> [Input data]:

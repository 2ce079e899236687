use super::{Command, CommandContext};
use crate::change::{ChangeField, ChangeId, ChangeValue, PendingChange};
use crate::{SprintName, Task, TaskId, TaskStatus, TaskUpdate, BACKLOG_LABEL};
use sprintcap_core::PlannerResult;

/// Move a task into a sprint, or into the backlog when `target` is `None`
/// or names the backlog
pub struct MoveTask {
    pub task_id: TaskId,
    pub target: Option<SprintName>,
}

impl Command for MoveTask {
    fn execute(&self, context: &mut CommandContext) -> PlannerResult<()> {
        let Some(task) = context.tasks.iter_mut().find(|t| t.id == self.task_id) else {
            return Ok(());
        };
        let target = self.target.as_ref().filter(|name| name.as_str() != BACKLOG_LABEL);
        if task.location() == target.map_or(BACKLOG_LABEL, String::as_str) {
            return Ok(());
        }

        context.ledger.record(
            task,
            ChangeField::Sprint,
            ChangeValue::from(task.sprint.as_ref()),
            ChangeValue::from(target),
        );
        task.sprint = target.cloned();
        if task.sprint.is_none() {
            task.status = TaskStatus::Backlog;
        }

        context.mark_changed();
        Ok(())
    }

    fn description(&self) -> String {
        match &self.target {
            Some(sprint) => format!("Move task {} to {}", self.task_id, sprint),
            None => format!("Move task {} to backlog", self.task_id),
        }
    }
}

/// Update task fields, logging one ledger entry per effective change
pub struct UpdateTask {
    pub task_id: TaskId,
    pub updates: TaskUpdate,
}

impl Command for UpdateTask {
    fn execute(&self, context: &mut CommandContext) -> PlannerResult<()> {
        if self.updates.is_empty() {
            return Ok(());
        }
        let Some(task) = context.tasks.iter_mut().find(|t| t.id == self.task_id) else {
            return Ok(());
        };

        context.ledger.record_updates(task, &self.updates);
        task.apply(self.updates.clone());

        context.mark_changed();
        Ok(())
    }

    fn description(&self) -> String {
        format!("Update task {}", self.task_id)
    }
}

/// Add a locally created task
pub struct CreateTask {
    pub task: Task,
}

impl Command for CreateTask {
    fn execute(&self, context: &mut CommandContext) -> PlannerResult<()> {
        if context.tasks.iter().any(|t| t.id == self.task.id) {
            tracing::warn!("Task {} already exists, not creating", self.task.id);
            return Ok(());
        }

        context.ledger.record_creation(&self.task);
        context.tasks.push(self.task.clone());

        context.mark_changed();
        Ok(())
    }

    fn description(&self) -> String {
        format!("Create task: '{}'", self.task.title)
    }
}

/// Revert the field named by one ledger entry and drop the entry
pub struct UndoChange {
    pub change_id: ChangeId,
}

impl Command for UndoChange {
    fn execute(&self, context: &mut CommandContext) -> PlannerResult<()> {
        let Some(change) = context.ledger.take(self.change_id) else {
            return Ok(());
        };
        context.mark_changed();

        if change.is_creation() {
            context.tasks.retain(|t| t.id != change.task_id);
            let dropped = context.ledger.remove_for_task(&change.task_id);
            tracing::debug!(
                "Removed created task {} and {} later entries",
                change.task_id,
                dropped
            );
            return Ok(());
        }

        match context.task_mut(&change.task_id) {
            Some(task) => revert(task, &change),
            None => tracing::debug!("Task {} gone, dropping entry only", change.task_id),
        }
        Ok(())
    }

    fn description(&self) -> String {
        format!("Undo change {}", self.change_id)
    }
}

fn revert(task: &mut Task, change: &PendingChange) {
    let old = &change.old_value;
    match change.field {
        ChangeField::Created => {}
        ChangeField::Sprint => {
            task.sprint = old.as_text();
            if task.sprint.is_none() {
                task.status = TaskStatus::Backlog;
            }
        }
        ChangeField::Title => {
            if let Some(title) = old.as_text() {
                task.title = title;
            }
        }
        ChangeField::Points => {
            if let Some(points) = old.as_number() {
                task.points = points;
            }
        }
        ChangeField::Status => {
            if let Some(status) = old.as_status() {
                task.status = status;
            }
        }
        ChangeField::Assignee => task.assignee = old.as_text(),
        ChangeField::Description => task.description = old.as_text(),
    }
}

#[cfg(test)]
mod tests {
    use super::*;
    use crate::{ChangeLedger, FieldUpdate, Sprint};

    struct Fixture {
        tasks: Vec<Task>,
        sprints: Vec<Sprint>,
        ledger: ChangeLedger,
        demo: bool,
        filter: Option<String>,
    }

    impl Fixture {
        fn new() -> Self {
            let mut task = Task::new("1", "Login", 3.0);
            task.sprint = Some("Sprint 1".to_string());
            task.status = TaskStatus::InProgress;
            Self {
                tasks: vec![task],
                sprints: vec![Sprint::new("Sprint 1", 50.0)],
                ledger: ChangeLedger::new(),
                demo: false,
                filter: None,
            }
        }

        fn run(&mut self, command: &dyn Command) -> bool {
            let mut ctx = CommandContext::new(
                &mut self.tasks,
                &mut self.sprints,
                &mut self.ledger,
                &mut self.demo,
                &mut self.filter,
            );
            command.execute(&mut ctx).unwrap();
            ctx.has_changed()
        }
    }

    #[test]
    fn test_move_to_backlog_sets_status() {
        let mut f = Fixture::new();
        let changed = f.run(&MoveTask {
            task_id: "1".to_string(),
            target: None,
        });

        assert!(changed);
        assert_eq!(f.tasks[0].sprint, None);
        assert_eq!(f.tasks[0].status, TaskStatus::Backlog);
        assert_eq!(f.ledger.len(), 1);
        assert_eq!(f.ledger.entries()[0].new_value, ChangeValue::Empty);
    }

    #[test]
    fn test_move_into_sprint_keeps_status() {
        let mut f = Fixture::new();
        f.run(&MoveTask {
            task_id: "1".to_string(),
            target: Some("Sprint 2".to_string()),
        });

        assert_eq!(f.tasks[0].sprint.as_deref(), Some("Sprint 2"));
        assert_eq!(f.tasks[0].status, TaskStatus::InProgress);
    }

    #[test]
    fn test_move_to_same_location_is_noop() {
        let mut f = Fixture::new();
        let changed = f.run(&MoveTask {
            task_id: "1".to_string(),
            target: Some("Sprint 1".to_string()),
        });

        assert!(!changed);
        assert!(f.ledger.is_empty());
    }

    #[test]
    fn test_move_named_backlog_resolves_to_backlog() {
        let mut f = Fixture::new();
        f.tasks[0].sprint = None;
        f.tasks[0].status = TaskStatus::Backlog;

        let changed = f.run(&MoveTask {
            task_id: "1".to_string(),
            target: Some(BACKLOG_LABEL.to_string()),
        });
        assert!(!changed);
        assert!(f.ledger.is_empty());

        f.tasks[0].sprint = Some("Sprint 1".to_string());
        f.run(&MoveTask {
            task_id: "1".to_string(),
            target: Some(BACKLOG_LABEL.to_string()),
        });
        assert_eq!(f.tasks[0].sprint, None);
        assert_eq!(f.tasks[0].status, TaskStatus::Backlog);
        assert_eq!(f.ledger.entries()[0].new_value, ChangeValue::Empty);
    }

    #[test]
    fn test_stale_ids_are_noops() {
        let mut f = Fixture::new();
        let before = f.tasks.clone();

        assert!(!f.run(&MoveTask {
            task_id: "missing".to_string(),
            target: None,
        }));
        assert!(!f.run(&UpdateTask {
            task_id: "missing".to_string(),
            updates: TaskUpdate {
                points: Some(1.0),
                ..TaskUpdate::default()
            },
        }));
        assert!(!f.run(&UndoChange {
            change_id: uuid::Uuid::new_v4(),
        }));

        assert_eq!(f.tasks, before);
        assert!(f.ledger.is_empty());
    }

    #[test]
    fn test_undo_restores_points() {
        let mut f = Fixture::new();
        f.run(&UpdateTask {
            task_id: "1".to_string(),
            updates: TaskUpdate {
                points: Some(8.0),
                ..TaskUpdate::default()
            },
        });
        let id = f.ledger.entries()[0].id;

        f.run(&UndoChange { change_id: id });

        assert_eq!(f.tasks[0].points, 3.0);
        assert!(f.ledger.is_empty());
    }

    #[test]
    fn test_undo_sprint_entry_with_empty_old_value_forces_backlog() {
        let mut f = Fixture::new();
        f.tasks[0].sprint = None;
        f.tasks[0].status = TaskStatus::Backlog;
        f.run(&MoveTask {
            task_id: "1".to_string(),
            target: Some("Sprint 1".to_string()),
        });
        f.run(&UpdateTask {
            task_id: "1".to_string(),
            updates: TaskUpdate {
                status: Some(TaskStatus::ToDo),
                ..TaskUpdate::default()
            },
        });
        let move_id = f.ledger.entries()[0].id;

        f.run(&UndoChange { change_id: move_id });

        assert_eq!(f.tasks[0].sprint, None);
        assert_eq!(f.tasks[0].status, TaskStatus::Backlog);
        assert_eq!(f.ledger.len(), 1);
        assert_eq!(f.ledger.entries()[0].field, ChangeField::Status);
    }

    #[test]
    fn test_undo_assignee_clears_when_previously_unset() {
        let mut f = Fixture::new();
        f.run(&UpdateTask {
            task_id: "1".to_string(),
            updates: TaskUpdate {
                assignee: FieldUpdate::Set("Bob".to_string()),
                ..TaskUpdate::default()
            },
        });
        let id = f.ledger.entries()[0].id;

        f.run(&UndoChange { change_id: id });
        assert_eq!(f.tasks[0].assignee, None);
    }

    #[test]
    fn test_undo_creation_removes_task_and_its_entries() {
        let mut f = Fixture::new();
        let task = Task::new("local-1", "Search", 5.0);
        f.run(&CreateTask { task });
        f.run(&UpdateTask {
            task_id: "local-1".to_string(),
            updates: TaskUpdate {
                points: Some(2.0),
                ..TaskUpdate::default()
            },
        });
        f.run(&UpdateTask {
            task_id: "1".to_string(),
            updates: TaskUpdate {
                points: Some(1.0),
                ..TaskUpdate::default()
            },
        });
        let created = f.ledger.entries()[0].id;

        f.run(&UndoChange { change_id: created });

        assert!(f.tasks.iter().all(|t| t.id != "local-1"));
        assert_eq!(f.ledger.len(), 1);
        assert_eq!(f.ledger.entries()[0].task_id, "1");
    }

    #[test]
    fn test_create_duplicate_id_is_ignored() {
        let mut f = Fixture::new();
        let changed = f.run(&CreateTask {
            task: Task::new("1", "Duplicate", 1.0),
        });

        assert!(!changed);
        assert_eq!(f.tasks.len(), 1);
        assert_eq!(f.tasks[0].title, "Login");
    }
}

> [Problem details]: Find and copy each line of the data where "TaskStatus" is present.

> [Result of this exercise]:
use crate::{SprintName, Task, TaskId, TaskStatus, TaskUpdate, BACKLOG_LABEL};
            task.status = TaskStatus::Backlog;
                task.status = TaskStatus::Backlog;
            task.status = TaskStatus::InProgress;
        assert_eq!(f.tasks[0].status, TaskStatus::Backlog);
        assert_eq!(f.tasks[0].status, TaskStatus::InProgress);
        f.tasks[0].status = TaskStatus::Backlog;
        assert_eq!(f.tasks[0].status, TaskStatus::Backlog);
        f.tasks[0].status = TaskStatus::Backlog;
                status: Some(TaskStatus::ToDo),
        assert_eq!(f.tasks[0].status, TaskStatus::Backlog);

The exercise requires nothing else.